You'll Find Germs in the Strangest Places

The NBA Finals are finally set, and Cleveland only needed minimal input from King James to put away the flailing Pistons. As a Bulls fan, pretty much all I have at this point is that Jordan never lost an NBA Finals, so LeBron has only that small obstacle to overcome to crown himself as the next great thing. Of course, he lives in a 35,000 square foot mansion, so I'm sure nothing I can say will really take him down a peg.

Three of the four terrorist plotters are in custody while the fourth suspect is being hunted like a dog in the street. The plotters aimed to destroy a large portion of Queens with jet fuel and explosives. Unfortunately the suspects are not baseball knowledgeable. If they read the box scores, they would see the Mets are doing fine, in first place in the National League East. If they wanted to try something productive, Steinbrenner might let them blow up the Bronx so that he could start over from scratch after his insurance policy injured his groin.

The Washington Post issued a report detailing the increasing sophistication of weaponry being used against U.S. troops in Iraq. Unfortunately for our troops, the executive branch of government will not get any more sophisticated for the next 19 months, assuming it gets any sharper at all.

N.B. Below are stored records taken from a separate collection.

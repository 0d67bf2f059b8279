//! API application factory.
//!
//! Wires the router to the middleware stack: request-ID outermost, then
//! CORS, then CSRF, then handlers. The chat endpoints run agents through
//! the shared [`AgentFactory`]; `/v1/chat/stream` bridges a run to
//! server-sent events via the streaming web adapter.

use axum::extract::{Query, State};
use axum::http::StatusCode;
use axum::response::sse::{Event, KeepAlive, Sse};
use axum::response::{IntoResponse, Response};
use axum::routing::{get, post};
use axum::{middleware, Json, Router};
use futures_util::stream::Stream;
use log::{error, info};
use serde::Deserialize;
use serde_json::{json, Value};
use std::convert::Infallible;
use std::sync::Arc;

use super::cors::build_cors_layer;
use super::csrf::csrf_middleware;
use super::request_id::request_id_middleware;
use crate::circuit_breaker::all_circuit_breaker_stats;
use crate::context::RequestContext;
use crate::core::Core;
use crate::factory::AgentFactory;
use crate::web_session::{run_with_events, StreamConfig};

/// Shared handler state.
#[derive(Clone)]
pub struct AppState {
    pub core: Arc<Core>,
    pub factory: Arc<AgentFactory>,
}

/// Build the router with the full middleware stack applied.
pub fn create_app(state: AppState) -> Router {
    let router = Router::new()
        .route("/health", get(health))
        .route("/v1/sessions", get(list_sessions))
        .route("/v1/chat", post(chat))
        .route("/v1/chat/stream", post(chat_stream))
        .with_state(state)
        .layer(middleware::from_fn(csrf_middleware))
        .layer(build_cors_layer())
        .layer(middleware::from_fn(request_id_middleware));

    match std::env::var("SAM_API_ROOT_PATH").ok().filter(|p| !p.is_empty()) {
        Some(root) => Router::new().nest(&root, router),
        None => router,
    }
}

/// Bind and serve until the listener fails.
pub async fn serve(state: AppState) -> std::io::Result<()> {
    let host = std::env::var("SAM_API_HOST").unwrap_or_else(|_| "127.0.0.1".to_string());
    let port = std::env::var("SAM_API_PORT")
        .ok()
        .and_then(|v| v.parse::<u16>().ok())
        .unwrap_or(8000);

    let app = create_app(state);
    let listener = tokio::net::TcpListener::bind(format!("{}:{}", host, port)).await?;
    info!("Starting SAM API on {}:{}", host, port);
    axum::serve(listener, app).await
}

async fn health(State(state): State<AppState>) -> Json<Value> {
    let cache_stats = state
        .core
        .cache()
        .stats()
        .await
        .map(|s| serde_json::to_value(s).unwrap_or(Value::Null))
        .unwrap_or(Value::Null);
    let breakers = all_circuit_breaker_stats().await;

    Json(json!({
        "status": "ok",
        "cache": cache_stats,
        "circuit_breakers": breakers,
    }))
}

#[derive(Deserialize)]
struct SessionsQuery {
    #[serde(default = "default_limit")]
    limit: i64,
}

fn default_limit() -> i64 {
    20
}

async fn list_sessions(
    State(state): State<AppState>,
    Query(query): Query<SessionsQuery>,
) -> Response {
    match state.core.memory().list_sessions(query.limit).await {
        Ok(sessions) => Json(json!({ "sessions": sessions })).into_response(),
        Err(e) => {
            error!("Failed to list sessions: {}", e);
            (
                StatusCode::INTERNAL_SERVER_ERROR,
                Json(json!({"detail": e.to_string()})),
            )
                .into_response()
        }
    }
}

#[derive(Deserialize)]
struct ChatRequest {
    prompt: String,
    #[serde(default)]
    session_id: Option<String>,
    #[serde(default)]
    user_id: Option<String>,
}

impl ChatRequest {
    fn context(&self) -> RequestContext {
        let mut ctx = RequestContext::new(
            self.user_id.clone().unwrap_or_else(|| "default".to_string()),
        );
        ctx.session_id = self.session_id.clone();
        ctx
    }

    fn session_id(&self) -> String {
        self.session_id.clone().unwrap_or_else(|| "default".to_string())
    }
}

async fn chat(State(state): State<AppState>, Json(request): Json<ChatRequest>) -> Response {
    let ctx = request.context();
    let session_id = request.session_id();

    let agent = match state.factory.get_agent(&ctx).await {
        Ok(agent) => agent,
        Err(e) => {
            error!("Failed to build agent: {}", e);
            return (
                StatusCode::INTERNAL_SERVER_ERROR,
                Json(json!({"detail": e.to_string()})),
            )
                .into_response();
        }
    };

    match agent.run(&request.prompt, &session_id, &ctx, true).await {
        Ok(content) => Json(json!({
            "content": content,
            "session_id": session_id,
        }))
        .into_response(),
        Err(e) => (
            StatusCode::INTERNAL_SERVER_ERROR,
            Json(json!({"detail": e.to_string()})),
        )
            .into_response(),
    }
}

async fn chat_stream(
    State(state): State<AppState>,
    Json(request): Json<ChatRequest>,
) -> Response {
    let ctx = request.context();
    let session_id = request.session_id();

    let agent = match state.factory.get_agent(&ctx).await {
        Ok(agent) => agent,
        Err(e) => {
            error!("Failed to build agent: {}", e);
            return (
                StatusCode::INTERNAL_SERVER_ERROR,
                Json(json!({"detail": e.to_string()})),
            )
                .into_response();
        }
    };

    let stream = run_with_events(
        agent,
        request.prompt,
        session_id,
        ctx,
        StreamConfig::default(),
    )
    .await;
    let (events, _task) = stream.into_parts();

    let sse_stream = sse_events(events);
    Sse::new(sse_stream)
        .keep_alive(KeepAlive::default())
        .into_response()
}

fn sse_events(
    events: tokio_stream::wrappers::ReceiverStream<crate::web_session::RunEvent>,
) -> impl Stream<Item = Result<Event, Infallible>> {
    use futures_util::StreamExt;
    events.map(|run_event| {
        let event = Event::default()
            .event(run_event.event)
            .data(run_event.payload.to_string());
        Ok(event)
    })
}
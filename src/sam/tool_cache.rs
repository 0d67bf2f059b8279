//! Argument-hashed cache for tool results.
//!
//! Tool results are keyed by a stable hash of the tool name and its
//! canonicalized JSON arguments, so semantically equal calls hit the same
//! entry regardless of argument key order. Mutating tools stay out of the
//! cache entirely — cacheability is an opt-in flag on the
//! [`ToolSpec`](crate::tool_registry::ToolSpec) — and a tool's entries can
//! be invalidated as a group after a write elsewhere invalidates its
//! reads.

use log::info;
use serde_json::Value;
use sha2::{Digest, Sha256};
use std::sync::Arc;
use std::time::Duration;

use crate::cache::memory::MemoryCacheBackend;
use crate::cache::{CacheBackend, CacheError, CacheStats};

const DEFAULT_TTL: Duration = Duration::from_secs(300);
const DEFAULT_MAX_SIZE: usize = 1_000;
const DEFAULT_KEY_PREFIX: &str = "sam:";

/// Serialize a JSON value with stable key ordering at every level.
///
/// `serde_json`'s default object representation keeps keys sorted, so the
/// plain serialization is already canonical; this function exists to make
/// that contract explicit at call sites and in tests.
pub fn canonical_json(value: &Value) -> String {
    value.to_string()
}

/// High-level cache for tool results with automatic key generation.
pub struct ToolResultCache {
    backend: Arc<dyn CacheBackend>,
    prefix: String,
    default_ttl: Duration,
    enabled: bool,
}

impl ToolResultCache {
    /// Create a cache over the given backend.
    pub fn new(backend: Arc<dyn CacheBackend>) -> Self {
        let enabled = std::env::var("SAM_CACHE_ENABLED")
            .map(|v| v == "1")
            .unwrap_or(true);
        let default_ttl = std::env::var("SAM_CACHE_DEFAULT_TTL")
            .ok()
            .and_then(|v| v.parse().ok())
            .map(Duration::from_secs)
            .unwrap_or(DEFAULT_TTL);
        let prefix = std::env::var("SAM_CACHE_KEY_PREFIX")
            .unwrap_or_else(|_| DEFAULT_KEY_PREFIX.to_string());

        if enabled {
            info!("Tool result cache enabled");
        } else {
            info!("Tool result cache disabled");
        }

        Self {
            backend,
            prefix,
            default_ttl,
            enabled,
        }
    }

    /// Create a cache over a fresh bounded in-memory backend.
    pub fn in_memory() -> Self {
        let max_size = std::env::var("SAM_CACHE_MAX_SIZE")
            .ok()
            .and_then(|v| v.parse().ok())
            .unwrap_or(DEFAULT_MAX_SIZE);
        Self::new(Arc::new(MemoryCacheBackend::new(max_size)))
    }

    /// Start backend maintenance (the in-memory TTL sweep, or the Redis
    /// connection).
    pub async fn initialize(&self) -> Result<(), CacheError> {
        self.backend.initialize().await
    }

    /// Generate the cache key for a tool call:
    /// `<prefix>tool:<name>:<sha256(name + canonical_json(args))[..16]>`.
    pub fn generate_key(&self, tool_name: &str, args: &Value) -> String {
        let mut hasher = Sha256::new();
        hasher.update(tool_name.as_bytes());
        hasher.update(canonical_json(args).as_bytes());
        let digest = hasher.finalize();
        let mut hex = String::with_capacity(16);
        for byte in digest.iter().take(8) {
            hex.push_str(&format!("{:02x}", byte));
        }
        format!("{}tool:{}:{}", self.prefix, tool_name, hex)
    }

    /// Fetch a cached result for this exact call, if present.
    pub async fn get_tool_result(
        &self,
        tool_name: &str,
        args: &Value,
    ) -> Result<Option<Value>, CacheError> {
        if !self.enabled {
            return Ok(None);
        }
        self.backend.get(&self.generate_key(tool_name, args)).await
    }

    /// Cache a successful result for this call.
    pub async fn set_tool_result(
        &self,
        tool_name: &str,
        args: &Value,
        result: Value,
        ttl: Option<Duration>,
    ) -> Result<(), CacheError> {
        if !self.enabled {
            return Ok(());
        }
        let key = self.generate_key(tool_name, args);
        self.backend
            .set(&key, result, Some(ttl.unwrap_or(self.default_ttl)))
            .await
    }

    /// Drop every cached result for one tool; returns how many entries
    /// were removed.
    pub async fn invalidate_tool(&self, tool_name: &str) -> Result<u64, CacheError> {
        if !self.enabled {
            return Ok(0);
        }
        let pattern = format!("{}tool:{}:*", self.prefix, tool_name);
        let removed = self.backend.clear(Some(&pattern)).await?;
        info!(
            "Invalidated {} cached results for tool '{}'",
            removed, tool_name
        );
        Ok(removed)
    }

    /// Drop every cached tool result.
    pub async fn clear(&self) -> Result<u64, CacheError> {
        if !self.enabled {
            return Ok(0);
        }
        self.backend.clear(Some(&format!("{}tool:*", self.prefix))).await
    }

    /// Backend statistics.
    pub async fn stats(&self) -> CacheStats {
        self.backend.stats().await
    }

    /// Whether caching is active for this process.
    pub fn enabled(&self) -> bool {
        self.enabled
    }

    /// Stop backend maintenance.
    pub async fn shutdown(&self) -> Result<(), CacheError> {
        self.backend.close().await?;
        info!("Tool result cache shutdown completed");
        Ok(())
    }
}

If the Oval Office does indeed sharpen up in 2008, it won't be because of the Law and Order candidate Fred Thompson. Thompson has come out as a strong defender of Lewis "Scooter" Libby, the scapegoat for Plamegate who was convicted of
four counts of obstruction of justice, perjury and making false statements. I'm not sure if Johnny Cochran could have weasled his way through that argument and kept a straight face.

Senate immigration legislation was passed through a patchwork quilt of non-partisan alliances. It is amazing how rapidly the legislative branch can form a network to make decisions about less-than-critical issues. Imagine how well this country would run if they could do that with something like, oh, say Iraq.

Voters in Arizona should have all the fuel they need to derail Senator Jon Kyl. On top of all of the immigration time wasting, Kyl was finally unmasked as the secret Senator who threw a monkey wrench in the works of improved freedom of information legislation. The information I would like to get freely is this: What kind of state would elect both John McCain and this totalitarian nimrod to the Senate at the same time?

Strange news starts off in San Diego, where guests staying at the Ivy Hotel can enjoy a room with a beautiful view...of the group shower and the fireman's pole. Trying to compete with lavish offerings in tourist destinations like Las Vegas, the place is trying to offer guests something a little out of the ordinary. It's too bad that the Yankees play in the American League, because if they played the Padres more often, I'm sure Jeter and A-Rod could make that place jump.

And if the picture of Jeter and Rodriguez slamming groupies in a rented room on bunk beds doesn't disgust you enough, perhaps you could try the Snopes report on the filthy, disgusting germs that lurk on your shopping cart handles. As long as they keep the cart germs out of my rented suite at the Ivy Hotel, I'll be fine carrying all of my groceries by hand for the rest of my hypochondriac life.